The book is rife with the lurking dangers that Muslims encounter in America. It details the fear and horror of a kindergarten girl discovering that candy cane contains “pig,” or Khadra’s frustration in middle school when the bullies tear off her head scarf repeatedly, and her teachers pretend not to notice.
Ms. Kahf came to this country in 1971 from Damascus, Syria, before her fourth birthday, and like her, many immigrant Muslim children find themselves caught between hostile worlds at school and parents who are basically clueless. Several young women at the San Francisco reading said that in growing up as the only Muslim girls in their communities, they wish they had had Ms. Kahf’s book to read so they knew that they were not alone.
Suzanne Shah, a 21-year-old premed student at the University of California, Berkeley, uses Ms. Kahf’s poetry book, “E-mails from Scheherazad,” in a class she helps tutor.
“It was refreshing for me to find that there is a poet out there who speaks the same language that I speak and thinks the same way I do,” Ms. Shah said.
Ms. Shah, who is unveiled, said she particularly likes a poem castigating those trying to make a battleground out of Muslim women’s hair, with Muslims treating the veil as far too sacred and Westerners misconstruing taking off the veil as liberation.
“It’s not war, it’s not freedom, it’s just hair,” said Ms. Shah, who points out to her students how Ms. Kahf is more observer than judge. In the poem about American women seeing her grandmother washing her feet before prayers, for example, Ms. Kahf writes, “They fluster about and flutter their hands, and I can see a clash of civilizations brewing in the Sears bathroom.”

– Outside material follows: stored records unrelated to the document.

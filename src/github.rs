use std::io::Read as _;

use tracing::{debug, error, info};

use crate::data::{Page, RawItem};
use crate::error::Error;

pub const DEFAULT_API_URL: &str = "https://api.github.com";

/// Items requested per page
pub const PER_PAGE: usize = 100;

/// Something that can GET a path relative to the GitHub API root
pub trait Transport {
    fn get(&self, path: &str) -> Result<String, Error>;
}

/// Blocking GitHub REST client
pub struct GitHubClient {
    agent: ureq::Agent,
    api_url: String,
    token: Option<String>,
}

impl GitHubClient {
    pub fn new(api_url: &str, token: Option<String>) -> Self {
        Self {
            agent: ureq::AgentBuilder::new().build(),
            api_url: api_url.trim_end_matches('/').to_owned(),
            token,
        }
    }
}

impl Transport for GitHubClient {
    fn get(&self, path: &str) -> Result<String, Error> {
        let url = format!("{}/{path}", self.api_url);
        let mut request = self
            .agent
            .get(&url)
            .set("Accept", "application/vnd.github+json")
            .set("User-Agent", concat!("gh-pr-report/", env!("CARGO_PKG_VERSION")));
        if let Some(token) = &self.token {
            request = request.set("Authorization", &format!("Bearer {token}"));
        }
        let mut body = String::new();
        request
            .call()?
            .into_reader()
            .read_to_string(&mut body)
            .map_err(Error::Body)?;
        Ok(body)
    }
}

/// The listing endpoints a report is built from
#[derive(Debug, Clone, Copy, PartialEq, Eq)]
pub enum Endpoint {
    /// Closed pull requests, of which only the merged ones are reported
    MergedPulls,
    OpenPulls,
    /// Issues and pull requests together, any state
    Issues,
}

impl Endpoint {
    pub fn name(self) -> &'static str {
        match self {
            Self::MergedPulls => "merged PRs",
            Self::OpenPulls => "open PRs",
            Self::Issues => "issues and PRs",
        }
    }

    /// Path and query without the paging parameters
    pub fn path(self, owner: &str, repo: &str) -> String {
        match self {
            Self::MergedPulls => {
                format!("repos/{owner}/{repo}/pulls?state=closed&sort=updated&direction=desc")
            }
            Self::OpenPulls => {
                format!("repos/{owner}/{repo}/pulls?state=open&sort=updated&direction=desc")
            }
            Self::Issues => format!("repos/{owner}/{repo}/issues?state=all&filter=all"),
        }
    }
}

fn page_path(base: &str, page: usize) -> String {
    format!("{base}&per_page={PER_PAGE}&page={page}")
}

fn fetch_page(transport: &impl Transport, path: &str) -> Result<Vec<RawItem>, Error> {
    let body = transport.get(path)?;
    let page: Page = serde_json::from_str(&body)?;
    Ok(page.0)
}

/// Fetch every page of an endpoint until an empty page comes back.
///
/// A failing request stops the fetch; whatever was collected before it is
/// returned.
pub fn fetch_all(
    transport: &impl Transport,
    owner: &str,
    repo: &str,
    endpoint: Endpoint,
) -> Vec<RawItem> {
    let base = endpoint.path(owner, repo);
    let mut all = Vec::new();
    let mut page = 1;
    loop {
        debug!(endpoint = endpoint.name(), page, "Fetching page");
        match fetch_page(transport, &page_path(&base, page)) {
            Ok(items) if items.is_empty() => break,
            Ok(items) => {
                debug!(endpoint = endpoint.name(), page, count = items.len(), "Retrieved items");
                if page == 1 {
                    let first = &items[0];
                    debug!(
                        title = first.title.as_deref().unwrap_or_default(),
                        has_body = first.body.is_some(),
                        body_len = first.body.as_deref().map_or(0, str::len),
                        "First item sample"
                    );
                }
                all.extend(items);
                page += 1;
            }
            Err(err) => {
                error!(endpoint = endpoint.name(), page, "Error fetching {}: {err}", endpoint.name());
                break;
            }
        }
    }
    info!(endpoint = endpoint.name(), count = all.len(), "Retrieved {} items", all.len());
    all
}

Not that Ms. Kahf entirely avoids choosing sides; her political poems can be searing. In “We Will Not Deny the Holocaust,” she lays out the common Arab perspective that Israel literally gets away with murder, using the Holocaust as a canopy to deflect criticism of widespread human rights abuses against the Palestinians.
Her father went into exile because he was a member of the banned Muslim Brotherhood, and her husband, Najib Ghadbian, a political science professor, is involved in Syrian exile politics. During a radio interview here, Ms. Kahf called on the Syrian government to release Anwar al-Bounni, a scrappy human rights lawyer just sentenced to five years in jail.
She believes the emphasis on tradition in the Arab world long ago warped the open spirit of Islam. Although Ms. Kahf grew up in a devout household, she finds the Muslim Brotherhood’s interpretation of Islam too narrow, calling it an anticolonial political movement that is just not spiritual enough to incorporate all facets of Islam.
That would include sex, and Ms. Kahf writes a rather graphic online sex column that has drawn ire, even a death threat, from the orthodox. One column described a dream in which a revered medieval Islamic scholar is described in flagrante delicto, while another depicts a Syrian village where the local imam has declared that women too can take more than one spouse.
Relations between the sexes is a subject she said she often used when asked to do readings to church groups around Arkansas. The women cannot always relate to stories about Muslim immigrant anxieties, she said, but she finds common ground with poetry talking about a man’s chest as “that forested mountain with the bluffs and crags where a woman likes to hide.”
In one poem about the holy fasting month of Ramadan, she laments that after abstaining from food and sex all day, then gorging at night, nobody is ever in the mood for lovemaking. “Ramadan is not a time for thongs” was a huge laugh line for her San Francisco audience.
Her readings are rather un-self-conscious. She waves her hands. She sings, she dances. In fact, she can sometimes seem almost oblivious to her surroundings. Driving across the Stanford campus, she stopped right in the middle of an intersection to light a clove cigarette.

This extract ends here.